Renegosiasi Gas Tangguh Sukses, Negara Kantongi Rp 250 Triliun

Transisi Presiden

Renegosiasi Gas Tangguh Sukses, Negara Kantongi Rp 250 Triliun

- detikFinance
Kamis, 16 Okt 2014 07:45 WIB
Jakarta - Indonesia sampai saat ini masih tercatat sebagai eksportir gas alam cair (LNG) dengan harga murah. Hal ini terpaksa dilakukan, karena untuk memenuhi kontrak jangka panjang.

Dari produksi gas mencapai 6.897 juta kaki kubik per hari (mmscfd), sebanyak 43% diekspor ke luar negeri.
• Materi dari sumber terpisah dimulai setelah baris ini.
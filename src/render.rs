use std::path::PathBuf;
use std::sync::mpsc::{channel, Receiver, TryRecvError};

use futures::executor::block_on;
use winit::{
    event::*,
    event_loop::{ControlFlow, EventLoop},
    window::WindowBuilder,
};

mod camera;
mod scene;
mod state;

pub use camera::Camera;
pub use scene::{Scene, Vertex};
pub use state::State;

use crate::initial_condition::InitialCondition;
use crate::mpm::{Material, MpmSimulation};
use crate::statistics::SimulationStatistics;
use crate::SimulationConfig;

/// Fixed point colors for the three materials.
pub fn material_color(material: Material) -> [f32; 3] {
    match material {
        Material::Fluid => [0.212, 0.933, 1.],
        Material::Jelly => [0.988, 0.631, 0.247],
        Material::Snow => [0.933, 0.933, 0.941],
    }
}

/// Where the frames shown in the window come from: a live simulation thread,
/// or a directory of previously dumped frames (looped).
pub enum FrameSource {
    Live(Receiver<Vec<Vertex>>),
    Playback { files: Vec<PathBuf>, next: usize },
}

impl FrameSource {
    pub fn playback(files: Vec<PathBuf>) -> FrameSource {
        FrameSource::Playback { files, next: 0 }
    }

    /// The next frame to display, if one is available. A live source that has
    /// gone quiet (simulation still working, or stopped) keeps the previous
    /// frame on screen.
    fn next_frame(&mut self) -> eyre::Result<Option<Vec<Vertex>>> {
        match self {
            FrameSource::Live(rx) => match rx.try_recv() {
                Ok(verts) => Ok(Some(verts)),
                Err(TryRecvError::Empty) | Err(TryRecvError::Disconnected) => Ok(None),
            },
            FrameSource::Playback { files, next } => {
                if files.is_empty() {
                    return Ok(None);
                }
                let path = &files[*next % files.len()];
                *next += 1;

                let file = std::fs::File::open(path)?;
                Ok(Some(rmp_serde::decode::from_read(file)?))
            }
        }
    }
}

/// Spawns the simulation on its own thread and returns the channel it
/// delivers each frame's vertices on. The thread stops when the stop channel
/// fires or disconnects, when the vertex receiver goes away, or when the
/// simulation diverges; the driver checks for all three exactly once per
/// frame.
pub fn start_simulation(config: SimulationConfig, stop_rx: Receiver<()>) -> Receiver<Vec<Vertex>> {
    let (vert_tx, vert_rx) = channel();

    std::thread::spawn(move || {
        let mut sim = MpmSimulation::new(config.parameters);
        for block in &config.scene {
            block.add_particles(&mut sim);
        }
        tracing::info!(
            particles = sim.params.num_particles,
            mass = sim.total_mass(),
            "seeded simulation"
        );

        loop {
            match stop_rx.try_recv() {
                Err(TryRecvError::Empty) => {}
                _ => break,
            }

            let verts = match sim.simulate_frame() {
                Ok(verts) => verts,
                Err(err) => {
                    tracing::error!("simulation halted: {:#}", err);
                    break;
                }
            };

            tracing::debug!(
                time = sim.total_time(),
                kinetic_energy = sim.total_kinetic_energy(),
                momentum = ?sim.total_linear_momentum(),
                angular_momentum = sim.total_angular_momentum(),
                volume = sim.total_volume(),
                "frame statistics"
            );

            if vert_tx.send(verts).is_err() {
                break;
            }
        }
    });

    vert_rx
}

/// Opens the window and draws frames from `source` until it is closed or
/// Escape is pressed. Closing drops the live receiver, which is what tells
/// the simulation thread to stop.
pub fn open_window(mut source: FrameSource) -> eyre::Result<()> {
    let event_loop = EventLoop::new();
    let window = WindowBuilder::new()
        .with_title("mpm simulator")
        .build(&event_loop)?;

    let mut state = block_on(State::new(&window));

    // Block for the first frame so the vertex buffer can be sized for it.
    let mut verts = match &mut source {
        FrameSource::Live(rx) => rx.recv()?,
        playback => playback
            .next_frame()?
            .ok_or_else(|| eyre::eyre!("no frames to display"))?,
    };

    let mut scene = Scene::new(&state.device, &verts, state.size);

    event_loop.run(move |event, _, control_flow| match event {
        Event::WindowEvent {
            ref event,
            window_id,
        } if window_id == window.id() => match event {
            WindowEvent::CloseRequested => *control_flow = ControlFlow::Exit,
            WindowEvent::KeyboardInput { input, .. } => match input {
                KeyboardInput {
                    state: ElementState::Pressed,
                    virtual_keycode: Some(VirtualKeyCode::Escape),
                    ..
                } => *control_flow = ControlFlow::Exit,
                _ => {}
            },
            WindowEvent::Resized(physical_size) => {
                state.resize(*physical_size);
                scene.camera.resize(physical_size.width, physical_size.height);
            }
            WindowEvent::ScaleFactorChanged { new_inner_size, .. } => {
                // new_inner_size is &&mut so we have to dereference it twice
                state.resize(**new_inner_size);
                scene
                    .camera
                    .resize(new_inner_size.width, new_inner_size.height);
            }
            _ => {}
        },
        Event::RedrawRequested(_) => {
            if let Ok(Some(next)) = source.next_frame() {
                verts = next;
            }

            state.update(&mut scene, &verts);
            match state.render(&scene) {
                Ok(_) => {}
                // Recreate the swap_chain if lost
                Err(wgpu::SwapChainError::Lost) => state.resize(state.size),
                // The system is out of memory, we should probably quit
                Err(wgpu::SwapChainError::OutOfMemory) => *control_flow = ControlFlow::Exit,
                // All other errors (Outdated, Timeout) should be resolved by the next frame
                Err(e) => tracing::warn!("render error: {:?}", e),
            }
        }
        Event::MainEventsCleared => {
            // RedrawRequested will only trigger once, unless we manually
            // request it.
            window.request_redraw();
        }
        _ => {}
    });
}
Namun dalam pemerintahan Susilo Bambang Yudhoyono (SBY)-Boediono 5 tahun terakhir, pemerintah berhasil merenegosiasi salah satu kontrak penjualan LNGm yakni gas Tangguh dari Papua ke Tiongkok.

Tim Renegosiasi kontrak yang saat itu dipimpin Menteri ESDM Jero Wacik, berhasil merayu Tiongkok menaikkan harga gas ekspor Tangguh dari yang sebelumnya US$ 3,3 per mmbtu menjadi naik US$ 8 per mmbtu.

SCROLL TO CONTINUE WITH CONTENT

Keberhasilan renegosiasi kontrak gas Tangguh tersebut tentu disambut gembira. Karena negara mendapatkan tambahan Rp 250 triliun sampai pada tahun 2034, atau tiap tahunnya Rp 12 triliun.

Namun tentunya ini belum cukup, masih ada kontrak-kontrak jual gas dengan harga murah masih belum dapat direnegosiasi. Contohnya ekspor gas ke Korea Selatan (Posco dan K-Power) yang harganya hanya US$ 4,1 per mmbtu di mana kontraknya juga hingga pada 2034.

Tentu ini menjadi PR dan tantangan bagi pemerintahan yang baru Presiden Joko Widodo (Jokowi) dan Jusuf Kalla (JK). Karena industri dalam negeri masih butuh banyak gas, bahkan di beberapa daerah industrinya kekurangan pasokan gas. Selain itu harga gas yang dibeli industri dalam negeri, baik itu PLN maupun perusahaan swasta, berkisar US$ 6-11 per mmbtu bahkan lebih. Contohnya PT Pupuk Iskandar Muda.

"Kita ini lagi repot sekali. Harga gas kita termahal di dunia," tegas Direktur Utama PT Pupuk Iskandar Muda (PIM) Eko Sunarko beberapa waktu lalu.

Eko mengatakan, mahalnya harga gas yang dibeli oleh PIM karena berasal dari gas alam cair (LNG) dari Tangguh, Papua dengan harga US$ 10,5 per mmbtu. Padahal harga gas rata-rata pabrik Pupuk Sriwidjaja Palembang, Sumatera Selatan hanya US$ 4,5 per mmbtu.

Apalagi pada 2019 nanti, Indonesia akan menjadi importir gas, sementara sampai 2034 Indonesia akan terus ekspor gas. Seperti diketahui PT Pertamina (Persero) akan mengimpor gas alam cair (LNG) dari Texas, Amerika Serikat selama 20 tahun mulai 2019 sebanyak 1,52 juta ton per tahun.

Tentu ini pekerjaan yang tidak mudah bagi Joko Widodo dan Jusuf Kalla, karena Indonesia sudah impor BBM sangat banyak yang membuat defisit perdagangan, dan tidak lama lagi akan menjadi importir gas bumi.